Differential inhibition by α and εPKC pseudosubstrate sequences: A putative mechanism for preferential εPKC activation in neonatal cardiac myocytes

The aims of the current study were: 1) to determine if the εPKC pseudosubstrate peptide (εφ) (NH₂-RKRQGAVRRRVHQVNG-COOH) could be used as an εPKC-selective inhibitor in neonatal cardiac myocytes (NCMs) and 2) to determine if differences in the α and εPKC autoinhibitory pseudosubstrate mechanisms could play roles in α and εPKC-selective functions. Introduction of the εφ into NCMs by transient permeabilization modestly attenuated 3nM 4-β PMA-induced slowing of contraction rate, an εPKC mediated response (Circ Res. 76:654-663; J. Biol. Chem. 271:24962-24966). In contrast, the αPKC pseudosubstrate peptide (αφ) (NH₂-RFARKGALRQKNVHEVK-COOH) was 6- to 10-fold more potent at antagonizing the 3 nM 4-β PMA-induced slowing of contraction rate.
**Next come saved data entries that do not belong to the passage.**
//! Domain models and types for Aegis.
//!
//! This module contains the core domain types shared across the engine:
//!
//! - **Strongly-typed identifiers** ([`StageId`], [`SessionId`], [`ScanScope`])
//! - **Error types** ([`AegisError`], [`ScanError`], [`GateError`], [`AuditError`])
//! - **Result type alias** ([`Result`])
//!
//! # Type Safety
//!
//! Aegis uses the newtype pattern for identifiers to prevent mixing different
//! ID types:
//!
//! ```rust
//! use aegis::domain::{StageId, SessionId};
//!
//! # fn example() -> Result<(), Box<dyn std::error::Error>> {
//! let stage = StageId::new("data-export")?;
//! let session = SessionId::new("7d44b88c-4199-4bad-97dc-d78268e01398")?;
//!
//! // This won't compile - type safety prevents mixing IDs
//! // let wrong: StageId = session;  // Compile error!
//! # Ok(())
//! # }
//! ```
//!
//! # Error Handling
//!
//! All fallible operations return [`Result<T, AegisError>`]:
//!
//! ```rust
//! use aegis::domain::Result;
//!
//! fn example() -> Result<()> {
//!     Ok(())
//! }
//! ```

pub mod errors;
pub mod ids;
pub mod result;

// Re-export commonly used types for convenience
pub use errors::{AegisError, AuditError, GateError, ScanError};
pub use ids::{ScanScope, SessionId, StageId};
pub use result::Result;
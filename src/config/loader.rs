//! Configuration loader with TOML parsing and environment variable overrides

use super::schema::AegisConfig;
use crate::domain::errors::AegisError;
use crate::domain::result::Result;
use crate::governance::OperatingMode;
use regex::Regex;
use std::fs;
use std::path::Path;

/// Loads configuration from a TOML file
///
/// This function:
/// 1. Reads the TOML file
/// 2. Performs environment variable substitution (${VAR} syntax)
/// 3. Parses the TOML into AegisConfig
/// 4. Applies environment variable overrides (AEGIS_* prefix)
/// 5. Validates the configuration
///
/// # Errors
///
/// Returns an error if:
/// - File cannot be read
/// - TOML parsing fails
/// - Environment variable substitution fails
/// - Configuration validation fails
pub fn load_config(path: impl AsRef<Path>) -> Result<AegisConfig> {
    let path = path.as_ref();

    if !path.exists() {
        return Err(AegisError::Configuration(format!(
            "Configuration file not found: {}",
            path.display()
        )));
    }

    let contents = fs::read_to_string(path).map_err(|e| {
        AegisError::Configuration(format!(
            "Failed to read configuration file {}: {}",
            path.display(),
            e
        ))
    })?;

    let contents = substitute_env_vars(&contents)?;

    let mut config: AegisConfig = toml::from_str(&contents)
        .map_err(|e| AegisError::Configuration(format!("Failed to parse TOML: {e}")))?;

    apply_env_overrides(&mut config);

    config.validate().map_err(|e| {
        AegisError::Configuration(format!("Configuration validation failed: {e}"))
    })?;

    Ok(config)
}

/// Builds the default configuration, with environment overrides applied
///
/// Used when no configuration file is given on the command line.
pub fn default_config() -> Result<AegisConfig> {
    let mut config = AegisConfig::default();
    apply_env_overrides(&mut config);
    config.validate().map_err(|e| {
        AegisError::Configuration(format!("Configuration validation failed: {e}"))
    })?;
    Ok(config)
}

/// Substitutes environment variables in the format ${VAR_NAME}
///
/// # Errors
///
/// Returns an error if a referenced environment variable is not set
fn substitute_env_vars(input: &str) -> Result<String> {
    let re = Regex::new(r"\$\{([A-Z_][A-Z0-9_]*)\}").map_err(|e| {
        AegisError::Configuration(format!("invalid substitution pattern: {e}"))
    })?;
    let mut result = String::new();
    let mut missing_vars = Vec::new();

    // Process line by line to skip comments
    for line in input.lines() {
        let trimmed = line.trim_start();

        if trimmed.starts_with('#') {
            result.push_str(line);
            result.push('\n');
            continue;
        }

        let mut processed_line = line.to_string();
        for cap in re.captures_iter(line) {
            let var_name = &cap[1];
            match std::env::var(var_name) {
                Ok(value) => {
                    let placeholder = format!("${{{var_name}}}");
                    processed_line = processed_line.replace(&placeholder, &value);
                }
                Err(_) => {
                    if !missing_vars.contains(&var_name.to_string()) {
                        missing_vars.push(var_name.to_string());
                    }
                }
            }
        }
        result.push_str(&processed_line);
        result.push('\n');
    }

    if !missing_vars.is_empty() {
        return Err(AegisError::Configuration(format!(
            "Missing required environment variables: {}",
            missing_vars.join(", ")
        )));
    }

    Ok(result)
}

/// Applies environment variable overrides using the AEGIS_* prefix
///
/// Environment variables follow the pattern: AEGIS_<SECTION>_<KEY>
/// For example: AEGIS_APPLICATION_MODE, AEGIS_GOVERNANCE_CONFIDENCE_THRESHOLD
fn apply_env_overrides(config: &mut AegisConfig) {
    if let Ok(val) = std::env::var("AEGIS_APPLICATION_LOG_LEVEL") {
        config.application.log_level = val;
    }
    if let Ok(val) = std::env::var("AEGIS_APPLICATION_MODE") {
        match val.to_uppercase().as_str() {
            "DEMO" => config.application.mode = OperatingMode::Demo,
            "LIVE" => config.application.mode = OperatingMode::Live,
            _ => {}
        }
    }

    if let Ok(val) = std::env::var("AEGIS_SCANNER_MAX_INPUT_BYTES") {
        if let Ok(bytes) = val.parse() {
            config.scanner.max_input_bytes = bytes;
        }
    }

    if let Ok(val) = std::env::var("AEGIS_GOVERNANCE_CONFIDENCE_THRESHOLD") {
        if let Ok(threshold) = val.parse() {
            config.governance.confidence_threshold = threshold;
        }
    }
    if let Ok(val) = std::env::var("AEGIS_GOVERNANCE_MEDIUM_FINDING_COUNT") {
        if let Ok(count) = val.parse() {
            config.governance.risk.medium_finding_count = count;
        }
    }
    if let Ok(val) = std::env::var("AEGIS_GOVERNANCE_HIGH_FINDING_COUNT") {
        if let Ok(count) = val.parse() {
            config.governance.risk.high_finding_count = count;
        }
    }

    if let Ok(val) = std::env::var("AEGIS_PATTERNS_PATH") {
        config.patterns.path = Some(val.into());
    }

    if let Ok(val) = std::env::var("AEGIS_AUDIT_PATH") {
        config.audit.path = val.into();
    }

    if let Ok(val) = std::env::var("AEGIS_LOGGING_LOCAL_ENABLED") {
        config.logging.local_enabled = val.parse().unwrap_or(true);
    }
    if let Ok(val) = std::env::var("AEGIS_LOGGING_LOCAL_PATH") {
        config.logging.local_path = val;
    }
    if let Ok(val) = std::env::var("AEGIS_LOGGING_JSON_FORMAT") {
        config.logging.json_format = val.parse().unwrap_or(false);
    }
}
Addition of purified PKC to the particulate cell fraction of NCMs promoted ³²P incorporation into 3 proteins of ∼18, ∼46 and ∼97 kDa. The αφ antagonized these phosphorylations with IC₅₀ values of 1 - 5 μM. These IC₅₀ values were 1.8 - 4.7-fold lower than those observed for the εφ. In in vitro phosphorylation assays with recombinant α or ε PKC isozymes the εφ failed to inhibit the εPKC isozyme as potently as the αφ peptide but both the αφ and the εφ were equally effective inhibitors of the recombinant αPKC isozyme. In addition, in vitro cleavage of the εφ by the protease Arg-C in lysates from NCMs treated with 3 nM 4-β PMA was greatly enhanced when compared to that of the αPKC isozyme. Our studies suggest that the εφ cannot be used as a selective inhibitor of the εPKC isozyme in NCMs and that there are differences in the εPKC and αPKC autoinhibitory pseudosubstrate mechanisms.